It was a gamble. Officials knew there was a chance that some prisoners might quickly spurn their deal and kill Americans.
The program was carried out in a secret facility: eight small cottages a few hundred yards from the administrative offices of the prison at Guantanamo Bay, Cuba. The cottages, hidden behind a ridge covered in thick scrub and cactus, were designed to feel more like hotel rooms than prison cells, and some CIA officials jokingly referred to them collectively as the Marriott.
The program and the handful of men who passed through had various official CIA code names. But those who were aware of the cluster of cottages knew it best by its sobriquet: Penny Lane.
It was a nod to the classic Beatles song and a riff on the CIA’s other secret facility at Guantanamo Bay, a prison known as Strawberry Fields.
Nearly a dozen current and former U.S. officials described aspects of the program to the Associated Press. All spoke on the condition of anonymity because they were not authorized to discuss the secret program publicly by name, even though it ended in about 2006.
Some of the men who passed through Penny Lane helped the CIA find and kill many top al-Qaeda operatives, current and former officials said. Others stopped providing useful information, and the agency lost touch with them.
Current and former officials said dozens of prisoners were evaluated, but only a handful, from a variety of countries, were turned into spies who signed agreements to work for the CIA.
Agency spokesman Dean Boyd declined to comment.
The U.S. government says it has confirmed that about 16 percent of former Guantanamo Bay detainees rejoined the fight against the United States. Officials suspect but have not confirmed that 12 percent more rejoined.
It’s not clear whether the men from Penny Lane are included in those figures. But because only a small number of people went through the program, it probably would not change the figures significantly either way. None of the officials interviewed by the AP knew of an instance in which any double agent killed Americans.

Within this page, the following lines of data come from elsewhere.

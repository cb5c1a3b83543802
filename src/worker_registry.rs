//! C5: WorkerRegistry — registry + heartbeat tracking for local in-process
//! workers (spec §4.5). Runs on the master; exposes a small HTTP surface
//! (wired in [`crate::api`]) for workers that register, heartbeat, long-poll
//! for work, and report results.

use crate::error::{OrchestratorError, Result};
use crate::models::{Worker, WorkerState};
use std::collections::{HashMap, HashSet};
use std::sync::Arc;
use tokio::sync::{Mutex, Notify};
use tracing::{info, warn};

#[derive(Debug, Clone, serde::Serialize)]
pub struct AssignedWork {
    pub task_id: String,
    pub kind: String,
    pub payload: serde_json::Value,
}

struct WorkerEntry {
    worker: Worker,
    pending_work: Option<AssignedWork>,
}

#[derive(Clone)]
pub struct WorkerRegistry {
    workers: Arc<Mutex<HashMap<String, WorkerEntry>>>,
    heartbeat_ttl: chrono::Duration,
    notify: Arc<Notify>,
}

impl WorkerRegistry {
    pub fn new(heartbeat_ttl: std::time::Duration) -> Self {
        Self {
            workers: Arc::new(Mutex::new(HashMap::new())),
            heartbeat_ttl: chrono::Duration::from_std(heartbeat_ttl)
                .unwrap_or_else(|_| chrono::Duration::seconds(60)),
            notify: Arc::new(Notify::new()),
        }
    }

    /// Idempotent: replaying `register` after reconnect resumes eligibility
    /// with the prior id, clearing any stale `current_task_id` (spec §8
    /// round-trip behavior).
    pub async fn register(&self, id: String, kind: String, capabilities: HashSet<String>) {
        let mut workers = self.workers.lock().await;
        match workers.get_mut(&id) {
            Some(entry) => {
                entry.worker.kind = kind;
                entry.worker.capabilities = capabilities;
                entry.worker.state = WorkerState::Idle;
                entry.worker.current_task_id = None;
                entry.worker.last_heartbeat_at = chrono::Utc::now();
                entry.pending_work = None;
            }
            None => {
                workers.insert(
                    id.clone(),
                    WorkerEntry {
                        worker: Worker::new(id.clone(), kind, capabilities),
                        pending_work: None,
                    },
                );
            }
        }
        info!(worker_id = %id, "worker registered");
    }

    pub async fn heartbeat(&self, id: &str) -> Result<()> {
        let mut workers = self.workers.lock().await;
        let entry = workers
            .get_mut(id)
            .ok_or_else(|| OrchestratorError::NotFound(id.to_string()))?;
        entry.worker.last_heartbeat_at = chrono::Utc::now();
        if entry.worker.state == WorkerState::Offline {
            entry.worker.state = WorkerState::Idle;
        }
        Ok(())
    }

    /// Returns an `Idle` worker whose kind matches and whose capabilities
    /// are a superset of required; tie-break: least recently used (oldest
    /// heartbeat first, since idle workers heartbeat on a regular cadence
    /// and the oldest has been waiting longest) (spec §4.5).
    pub async fn find_local_worker(
        &self,
        kind: &str,
        required_capabilities: &HashSet<String>,
    ) -> Option<String> {
        let workers = self.workers.lock().await;
        workers
            .values()
            .filter(|e| {
                e.worker.state == WorkerState::Idle
                    && e.worker.kind == kind
                    && required_capabilities.is_subset(&e.worker.capabilities)
            })
            .min_by_key(|e| e.worker.last_heartbeat_at)
            .map(|e| e.worker.id.clone())
    }

    /// Hands off an assigned task: marks the worker Busy, sets
    /// `current_task_id`, and wakes any long-poller.
    pub async fn assign(&self, worker_id: &str, work: AssignedWork) -> Result<()> {
        let mut workers = self.workers.lock().await;
        let entry = workers
            .get_mut(worker_id)
            .ok_or_else(|| OrchestratorError::NotFound(worker_id.to_string()))?;
        entry.worker.state = WorkerState::Busy;
        entry.worker.current_task_id = Some(work.task_id.clone());
        entry.pending_work = Some(work);
        drop(workers);
        self.notify.notify_waiters();
        Ok(())
    }

    /// Long-polls up to `poll_wait` for assigned work.
    pub async fn poll(&self, worker_id: &str, poll_wait: std::time::Duration) -> Option<AssignedWork> {
        let deadline = tokio::time::Instant::now() + poll_wait;
        loop {
            {
                let mut workers = self.workers.lock().await;
                if let Some(entry) = workers.get_mut(worker_id) {
                    if let Some(work) = entry.pending_work.take() {
                        return Some(work);
                    }
                } else {
                    return None;
                }
            }

            let remaining = deadline.saturating_duration_since(tokio::time::Instant::now());
            if remaining.is_zero() {
                return None;
            }
            tokio::select! {
                _ = self.notify.notified() => {}
                _ = tokio::time::sleep(remaining) => { return None; }
            }
        }
    }

    /// Clears `current_task_id` and returns the worker to Idle after a
    /// result (or discard) is processed.
    pub async fn clear_current_task(&self, worker_id: &str) -> Result<()> {
        let mut workers = self.workers.lock().await;
        let entry = workers
            .get_mut(worker_id)
            .ok_or_else(|| OrchestratorError::NotFound(worker_id.to_string()))?;
        entry.worker.current_task_id = None;
        entry.worker.state = WorkerState::Idle;
        Ok(())
    }

    pub async fn current_task_of(&self, worker_id: &str) -> Option<String> {
        let workers = self.workers.lock().await;
        workers.get(worker_id).and_then(|e| e.worker.current_task_id.clone())
    }

    /// Background scanner (every `scan_interval`): any worker whose
    /// `last_heartbeat_at` is older than `heartbeat_ttl` is marked Offline;
    /// returns `(worker_id, task_id)` for every task that was in flight so
    /// the caller can re-enqueue it and attribute the failure to the right
    /// executor (spec §4.5).
    pub async fn sweep_offline(&self) -> Vec<(String, String)> {
        let mut workers = self.workers.lock().await;
        let now = chrono::Utc::now();
        let mut reclaimed = Vec::new();

        for entry in workers.values_mut() {
            if entry.worker.state == WorkerState::Offline {
                continue;
            }
            if now - entry.worker.last_heartbeat_at > self.heartbeat_ttl {
                warn!(worker_id = %entry.worker.id, "worker heartbeat stale, marking offline");
                entry.worker.state = WorkerState::Offline;
                if let Some(task_id) = entry.worker.current_task_id.take() {
                    reclaimed.push((entry.worker.id.clone(), task_id));
                }
                entry.pending_work = None;
            }
        }
        reclaimed
    }

    /// Snapshot of `(kind, capabilities)` for every worker currently Idle,
    /// used by the assignment loop to check whether a Pending task can be
    /// placed before pulling it off the queue (spec §4.6).
    pub async fn idle_capability_snapshot(&self) -> Vec<(String, HashSet<String>)> {
        let workers = self.workers.lock().await;
        workers
            .values()
            .filter(|e| e.worker.state == WorkerState::Idle)
            .map(|e| (e.worker.kind.clone(), e.worker.capabilities.clone()))
            .collect()
    }

    pub async fn get(&self, id: &str) -> Option<Worker> {
        let workers = self.workers.lock().await;
        workers.get(id).map(|e| e.worker.clone())
    }

    pub async fn counts_by_state(&self) -> HashMap<&'static str, usize> {
        let workers = self.workers.lock().await;
        let mut counts = HashMap::new();
        for entry in workers.values() {
            let key = match entry.worker.state {
                WorkerState::Idle => "idle",
                WorkerState::Busy => "busy",
                WorkerState::Offline => "offline",
            };
            *counts.entry(key).or_insert(0) += 1;
        }
        counts
    }
}

#[cfg(test)]
mod tests {
    use super::*;

    #[tokio::test]
    async fn register_is_idempotent_and_clears_current_task() {
        let registry = WorkerRegistry::new(std::time::Duration::from_secs(60));
        registry
            .register("w1".into(), "cpu".into(), HashSet::new())
            .await;
        registry
            .assign(
                "w1",
                AssignedWork {
                    task_id: "t1".into(),
                    kind: "cpu".into(),
                    payload: serde_json::json!({}),
                },
            )
            .await
            .unwrap();
        assert_eq!(registry.current_task_of("w1").await, Some("t1".to_string()));

        registry
            .register("w1".into(), "cpu".into(), HashSet::new())
            .await;
        assert_eq!(registry.current_task_of("w1").await, None);
    }

    #[tokio::test]
    async fn find_local_worker_matches_kind_and_capabilities() {
        let registry = WorkerRegistry::new(std::time::Duration::from_secs(60));
        registry.register("w1".into(), "cpu".into(), HashSet::new()).await;
        let mut caps = HashSet::new();
        caps.insert("gpu".to_string());
        registry.register("w2".into(), "cpu".into(), caps.clone()).await;

        let required: HashSet<String> = ["gpu".to_string()].into_iter().collect();
        let found = registry.find_local_worker("cpu", &required).await;
        assert_eq!(found, Some("w2".to_string()));
    }

    #[tokio::test]
    async fn sweep_offline_reclaims_in_flight_task() {
        let registry = WorkerRegistry::new(std::time::Duration::from_millis(1));
        registry.register("w1".into(), "cpu".into(), HashSet::new()).await;
        registry
            .assign(
                "w1",
                AssignedWork {
                    task_id: "t1".into(),
                    kind: "cpu".into(),
                    payload: serde_json::json!({}),
                },
            )
            .await
            .unwrap();

        tokio::time::sleep(std::time::Duration::from_millis(5)).await;
        let reclaimed = registry.sweep_offline().await;
        assert_eq!(reclaimed, vec![("w1".to_string(), "t1".to_string())]);
        assert_eq!(registry.get("w1").await.unwrap().state, WorkerState::Offline);
    }
}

Infiltrating al-Qaeda has been one of the CIA’s most sought-after but difficult goals, one that other foreign intelligence services have only occasionally accomplished. Candidates for Penny Lane needed legitimate terrorist connections; to be valuable to the CIA, the men had to be able to reconnect with al-Qaeda.
Prisoners agreed to cooperate for a variety of reasons, officials said. Some received assurances that the United States would resettle their families. One detainee thought al-Qaeda had perverted Islam and believed that it was his duty as a Muslim to help the CIA destroy it. Another agreed to cooperate after the agency insinuated that it would harm his children, a former official said, a threat similar to those interrogators made to self-proclaimed Sept. 11 mastermind Khalid Sheik Mohammed.
All were promised money. Exactly how much each received remains unclear. But altogether, the government paid millions for their services, officials said. The money came from a secret CIA account, code-named Pledge, that is used to pay informants, officials said.
Al-Qaeda suspected that the CIA would attempt a program like this, and its operatives have been very suspicious of former Guantanamo Bay detainees, intelligence officials and experts said. In one case, a former official recalled, al-Qaeda came close to discovering a double agent in its midst.
The U.S. government had such high hopes for Penny Lane that one former intelligence official recalled discussions about whether to secretly release two Pakistani men into the United States on student or business visas. The hope was that they would connect with al-Qaeda and lead authorities to members of a U.S. cell.
Another former senior intelligence official said that never happened.
Officials said the program ended in 2006 as the flow of detainees to Guantanamo Bay slowed to a trickle. The last prisoner arrived there in 2008.